Does a mobile signify liberty?
An update from a regular series written by Mr Robert Wheeler, director, department of clinical law, where he considers various aspects of clinical law that our nursing and medical staff rely on when caring for patients.
Does access to your mobile telephone signify your liberty? A recent judgement considered whether a local authority, seeking to restrict a child’s use of her mobile phone, was infringing her liberty.
The child, P had just turned sixteen at the time of the court hearing. She had ADHD and was ‘working at the level of a 7-year-old child’. Her Children’s Guardian (appointed to put before the court anything which he or she considers to be in the best interest of the child) described P as a ‘…funny, likeable, and kind young person with skills in the creative arts, including making TikTok videos, and a love of animals’. P presented as a person with a sense of humour, not shy in expressing her personality. She had suffered physical abuse from her father and been involved in ‘violent incidents’ when her mother, seeking to keep P safe, had attempted to look at her phone.

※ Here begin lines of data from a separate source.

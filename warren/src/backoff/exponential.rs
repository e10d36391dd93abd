//
// Copyright 2026 Hans W. Uhlig. All Rights Reserved.
//
// Licensed under the Apache License, Version 2.0 (the "License");
// you may not use this file except in compliance with the License.
// You may obtain a copy of the License at
//
//      http://www.apache.org/licenses/LICENSE-2.0
//
// Unless required by applicable law or agreed to in writing, software
// distributed under the License is distributed on an "AS IS" BASIS,
// WITHOUT WARRANTIES OR CONDITIONS OF ANY KIND, either express or implied.
// See the License for the specific language governing permissions and
// limitations under the License.
//

//! Exponential backoff strategy.
//!
//! The delay before retry `n` (0-indexed) is `initial_delay * multiplier^n`,
//! capped at `max_delay`. With the defaults the reconnect loop waits 100 ms,
//! 200 ms, 400 ms, ... up to 10 s between attempts.

use super::traits::{BackoffMetrics, BackoffStrategy};
use async_trait::async_trait;
use std::error::Error as StdError;
use std::sync::{Mutex, MutexGuard, PoisonError};
use std::time::Duration;

/// Exponential backoff strategy.
///
/// Jitter is off by default so that delays are deterministic; enable it when
/// many clients reconnect to the same broker at once.
///
/// # Examples
///
/// ```
/// use warren::backoff::ExponentialBackoff;
/// use std::time::Duration;
///
/// // Default configuration: 100 ms, doubling, capped at 10 s
/// let strategy = ExponentialBackoff::default();
///
/// // Custom configuration
/// let strategy = ExponentialBackoff::builder()
///     .initial_delay(Duration::from_millis(250))
///     .max_delay(Duration::from_secs(30))
///     .multiplier(1.5)
///     .jitter(true)
///     .max_attempts(Some(10))
///     .build();
/// ```
#[derive(Debug)]
pub struct ExponentialBackoff {
    /// Initial delay before first retry
    initial_delay: Duration,
    /// Maximum delay between retries
    max_delay: Duration,
    /// Multiplier for exponential growth
    multiplier: f64,
    /// Whether to add jitter to delays
    jitter: bool,
    /// Maximum number of attempts (None = unlimited)
    max_attempts: Option<u32>,
    /// Internal metrics
    metrics: Mutex<BackoffMetrics>,
}

impl Default for ExponentialBackoff {
    fn default() -> Self {
        ExponentialBackoffBuilder::default().build()
    }
}

impl ExponentialBackoff {
    /// Create a new builder for configuring exponential backoff.
    pub fn builder() -> ExponentialBackoffBuilder {
        ExponentialBackoffBuilder::default()
    }

    fn lock_metrics(&self) -> MutexGuard<'_, BackoffMetrics> {
        self.metrics.lock().unwrap_or_else(PoisonError::into_inner)
    }

    /// Calculate delay with optional jitter.
    fn calculate_delay(&self, retry: u32) -> Duration {
        let exponent = i32::try_from(retry).unwrap_or(i32::MAX);
        let base_delay_ms = self.initial_delay.as_millis() as f64 * self.multiplier.powi(exponent);

        let capped_ms = base_delay_ms.min(self.max_delay.as_millis() as f64);
        let capped_delay = Duration::from_millis(capped_ms as u64);

        if self.jitter {
            // Full jitter: uniformly between 0 and the capped delay
            let jitter_ms = (rand::random::<f64>() * capped_delay.as_millis() as f64) as u64;
            Duration::from_millis(jitter_ms)
        } else {
            capped_delay
        }
    }
}

#[async_trait]
impl BackoffStrategy for ExponentialBackoff {
    async fn should_retry(&self, failures: u32) -> bool {
        match self.max_attempts {
            Some(max) => failures < max,
            None => true,
        }
    }

    async fn next_delay(&self, retry: u32) -> Duration {
        self.calculate_delay(retry)
    }

    fn on_attempt(&self) {
        self.lock_metrics().record_attempt();
    }

    fn on_success(&self) {
        self.lock_metrics().record_success();
    }

    fn on_failure(&self, error: &(dyn StdError + 'static)) {
        self.lock_metrics().record_failure(error);
    }

    fn reset(&self) {
        self.lock_metrics().reset();
    }

    fn metrics(&self) -> BackoffMetrics {
        self.lock_metrics().clone()
    }

    fn name(&self) -> &str {
        "ExponentialBackoff"
    }
}

/// Builder for configuring exponential backoff.
#[derive(Debug)]
pub struct ExponentialBackoffBuilder {
    initial_delay: Duration,
    max_delay: Duration,
    multiplier: f64,
    jitter: bool,
    max_attempts: Option<u32>,
}

impl Default for ExponentialBackoffBuilder {
    fn default() -> Self {
        Self {
            initial_delay: Duration::from_millis(100),
            max_delay: Duration::from_secs(10),
            multiplier: 2.0,
            jitter: false,
            max_attempts: None,
        }
    }
}

impl ExponentialBackoffBuilder {
    /// Set the initial delay before the first retry.
    pub fn initial_delay(mut self, delay: Duration) -> Self {
        self.initial_delay = delay;
        self
    }

    /// Set the maximum delay between retries.
    pub fn max_delay(mut self, delay: Duration) -> Self {
        self.max_delay = delay;
        self
    }

    /// Set the multiplier for exponential growth.
    pub fn multiplier(mut self, multiplier: f64) -> Self {
        self.multiplier = multiplier;
        self
    }

    /// Enable or disable jitter.
    pub fn jitter(mut self, jitter: bool) -> Self {
        self.jitter = jitter;
        self
    }

    /// Set the maximum number of attempts, the first one included.
    pub fn max_attempts(mut self, max: Option<u32>) -> Self {
        self.max_attempts = max;
        self
    }

    /// Build the exponential backoff strategy.
    pub fn build(self) -> ExponentialBackoff {
        ExponentialBackoff {
            initial_delay: self.initial_delay,
            max_delay: self.max_delay,
            multiplier: self.multiplier,
            jitter: self.jitter,
            max_attempts: self.max_attempts,
            metrics: Mutex::new(BackoffMetrics::new()),
        }
    }
}

#[cfg(test)]
mod tests {
    use super::*;
    use std::io;

    fn refused() -> io::Error {
        io::Error::new(io::ErrorKind::ConnectionRefused, "refused")
    }

    #[test]
    fn test_default() {
        let strategy = ExponentialBackoff::default();
        assert_eq!(strategy.initial_delay, Duration::from_millis(100));
        assert_eq!(strategy.max_delay, Duration::from_secs(10));
        assert_eq!(strategy.multiplier, 2.0);
        assert!(!strategy.jitter);
        assert!(strategy.max_attempts.is_none());
    }

    #[test]
    fn test_builder() {
        let strategy = ExponentialBackoff::builder()
            .initial_delay(Duration::from_millis(50))
            .max_delay(Duration::from_secs(30))
            .multiplier(3.0)
            .jitter(true)
            .max_attempts(Some(5))
            .build();

        assert_eq!(strategy.initial_delay, Duration::from_millis(50));
        assert_eq!(strategy.max_delay, Duration::from_secs(30));
        assert_eq!(strategy.multiplier, 3.0);
        assert!(strategy.jitter);
        assert_eq!(strategy.max_attempts, Some(5));
    }

    #[tokio::test]
    async fn test_should_retry_within_limit() {
        let strategy = ExponentialBackoff::builder().max_attempts(Some(3)).build();

        assert!(strategy.should_retry(1).await);
        assert!(strategy.should_retry(2).await);
        assert!(!strategy.should_retry(3).await);
    }

    #[tokio::test]
    async fn test_should_retry_unlimited() {
        let strategy = ExponentialBackoff::default();
        assert!(strategy.should_retry(1).await);
        assert!(strategy.should_retry(10_000).await);
    }

    #[tokio::test]
    async fn test_next_delay_exponential_growth() {
        let strategy = ExponentialBackoff::default();

        assert_eq!(strategy.next_delay(0).await, Duration::from_millis(100));
        assert_eq!(strategy.next_delay(1).await, Duration::from_millis(200));
        assert_eq!(strategy.next_delay(2).await, Duration::from_millis(400));
    }

    #[tokio::test]
    async fn test_next_delay_capped() {
        let strategy = ExponentialBackoff::builder()
            .max_delay(Duration::from_millis(500))
            .build();

        assert_eq!(strategy.next_delay(10).await, Duration::from_millis(500));
        assert_eq!(strategy.next_delay(u32::MAX).await, Duration::from_millis(500));
    }

    #[tokio::test]
    async fn test_jitter_stays_below_cap() {
        let strategy = ExponentialBackoff::builder().jitter(true).build();
        for retry in 0..8 {
            let delay = strategy.next_delay(retry).await;
            assert!(delay <= Duration::from_millis(100 * 2u64.pow(retry)));
        }
    }

    #[test]
    fn test_success_resets_streak() {
        let strategy = ExponentialBackoff::default();

        strategy.on_attempt();
        strategy.on_failure(&refused());
        strategy.on_attempt();
        strategy.on_failure(&refused());
        assert_eq!(strategy.metrics().consecutive_failures, 2);

        strategy.on_attempt();
        strategy.on_success();

        let metrics = strategy.metrics();
        assert_eq!(metrics.total_attempts, 3);
        assert_eq!(metrics.consecutive_failures, 0);
        assert_eq!(metrics.successes, 1);
    }

    #[test]
    fn test_reset() {
        let strategy = ExponentialBackoff::default();
        strategy.on_failure(&refused());
        strategy.reset();
        assert_eq!(strategy.metrics(), BackoffMetrics::default());
    }

    #[test]
    fn test_name() {
        assert_eq!(ExponentialBackoff::default().name(), "ExponentialBackoff");
    }
}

At the age of 13, P was frequently missing from home during a one-year period. But when she saw her family, she threatened them with a knife, and repeatedly harmed herself. During her absences, she placed herself at risk of organised criminal gangs, risking sexual exploitation. When she was fourteen, she was placed in local authority children’s homes, but then was admitted to hospital on several occasions after attempts at suicide. In intervening periods, she tried to harm herself in multiple, diverse, ways. Faced with this miserable litany of utter distress, the mental health services concluded that P did not meet the criteria for admission to a Tier 4 CAHMS bed, and the local authority were left to care for her in a children’s home.

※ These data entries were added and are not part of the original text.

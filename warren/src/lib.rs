//
// Copyright 2026 Hans W. Uhlig. All Rights Reserved.
//
// Licensed under the Apache License, Version 2.0 (the "License");
// you may not use this file except in compliance with the License.
// You may obtain a copy of the License at
//
//      http://www.apache.org/licenses/LICENSE-2.0
//
// Unless required by applicable law or agreed to in writing, software
// distributed under the License is distributed on an "AS IS" BASIS,
// WITHOUT WARRANTIES OR CONDITIONS OF ANY KIND, either express or implied.
// See the License for the specific language governing permissions and
// limitations under the License.
//

#![allow(clippy::module_inception)]
#![warn(missing_docs)]
#![warn(clippy::all)]
#![deny(unsafe_code)]

//! # Warren - Resilient AMQP Connections
//!
//! Warren keeps a single broker connection alive for a process and builds two
//! messaging patterns on top of it:
//!
//! - **Connection lifecycle**: a `Disconnected -> Connecting -> Connected`
//!   state machine with exponential backoff reconnects
//! - **Subscriptions**: one-shot waiters for the next connection and
//!   keep-alive subscribers notified on every connection
//! - **Request/reply**: consume a durable queue and answer on the reply-to
//!   queue of each request
//! - **Broadcast**: publish to a fanout exchange and optionally collect the
//!   replies for a fixed window
//! - **Observability**: lifecycle events, `tracing` logs and counters
//!   exported through `metrics`
//!
//! ## Architecture
//!
//! - **[`backoff`]**: retry scheduling with pluggable strategies
//! - **[`broker`]**: the broker collaborator seam, an in-process broker and
//!   an AMQP adapter
//! - **[`connection`]**: the [`ConnectionManager`] state machine
//! - **[`messaging`]**: the [`Messaging`] façade
//! - **[`observability`]**: connection and messaging metrics
//!
//! ## Quick Start
//!
//! ```rust
//! use warren::broker::MemoryBroker;
//! use warren::messaging::{BroadcastOptions, HandlerError, Responder};
//! use warren::{ConnectionManager, ConnectionSettings, ManagerConfig, Messaging};
//! use std::time::Duration;
//!
//! # async fn example() -> Result<(), Box<dyn std::error::Error>> {
//! let manager = ConnectionManager::new(MemoryBroker::new(), ManagerConfig::default());
//! let messaging = Messaging::new(manager);
//!
//! // Retry in the background until the broker is reachable
//! messaging.connect(ConnectionSettings::new("localhost"), true).await?;
//!
//! let subscription = messaging.on_broadcast(
//!     "status",
//!     |_: String, responder: Option<Responder<String>>| async move {
//!         if let Some(responder) = responder {
//!             responder.respond(&"healthy".to_string(), true).await?;
//!         }
//!         Ok::<(), HandlerError>(())
//!     },
//! );
//! subscription.ready().await;
//!
//! let replies: Vec<String> = messaging
//!     .broadcast_collect(
//!         "status",
//!         BroadcastOptions::with_timeout(Duration::from_millis(100)),
//!         &"ping",
//!     )
//!     .await?;
//! assert_eq!(replies, vec!["healthy".to_string()]);
//! # Ok(())
//! # }
//! ```
//!
//! ## Features
//!
//! - **`observability`** (default): export counters through the `metrics` crate
//! - **`amqp`**: enable [`broker::AmqpBroker`] built on `lapin`
//!
//! ## Error Handling
//!
//! - [`BrokerError`](broker::BrokerError): collaborator failures
//! - [`ConnectionError`](connection::ConnectionError): humanized connect failures
//! - [`WarrenError`]: top-level composition used by the messaging façade
//!
//! ## Safety
//!
//! Warren is written in 100% safe Rust with `#![deny(unsafe_code)]`.

pub mod backoff;
pub mod broker;
pub mod config;
pub mod connection;
pub mod error;
pub mod messaging;
pub mod observability;

pub use backoff::{BackoffScheduler, BackoffStrategy, ExponentialBackoff, NoRetry};
pub use config::{ConnectionSettings, Endpoint, ManagerConfig};
pub use connection::{
    ConnectionError, ConnectionEvent, ConnectionEventHandler, ConnectionManager, ConnectionState,
    LiveConnection,
};
pub use error::WarrenError;
pub use messaging::{Messaging, Subscription};
pub use observability::{ConnectionMetrics, MessagingMetrics};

The local authority had undertaken an assessment of P’s welfare. This demonstrated the risks (and benefits) of P’s telephone and social media contacts with her friends and associates. Unsupervised at night, P’s use of her phone would encourage her to become aggressive and would allow her to post recordings of staff online, that she had made without their permission. Both P and the staff could be put in danger, if the individuals with whom she shared the recordings posed a risk towards them. There were also concerns that P may be seeking emotional support by befriending individuals online who she did not know. There was evidence that at least one of these individuals was advising P on tactics of ‘restricting holds’, enabling her to escape from safety, thus, to fall into the hands of predators.
For these reasons, an order of the court authorised restrictions on P, to include limiting her access to social media, her telephone, tablet and laptop to the extent that she was excluded from her devices daily between 22.00-08.00, and that supervision and further restrictions would apply in daylight hours.
One question for the court was whether this amounted to a deprivation of liberty. It was very plainly an interference with P’s autonomy, insofar as the restrictions limited her personal freedom of will. The court reflected on the Storck criteria (decided in the European Court of Human Rights) whereby there must be three components present to ‘diagnose’ a deprivation of liberty:
(i) Objective evidence of confinement in a particular restricted place for a non-negligible length of time
(ii) A subjective component of lack of valid consent
(iii) The State being responsible for the confinement.
It was acknowledged, of course, that conditions (i-iii) were met with respect to P’s confinement in a children’s home, but it would be wrong for an authorisation for incarceration ‘...to spill over into authorising steps’ other than those resulting in confinement. So, were the restrictions on her use of the mobile by themselves indicative of deprivation of liberty? The court found that a restriction on the use of a mobile did not echo in terms of bodily confinement. A Supreme Court judgement was recited, noting that the ultimate question relates to loss of physical liberty.
For these reasons, P’s case gives clinicians and parents some certainty that whilst we may be curbing our patient’s (or our children’s) autonomy by removing their mobiles we are not, in so doing, trampling on their human right to liberty.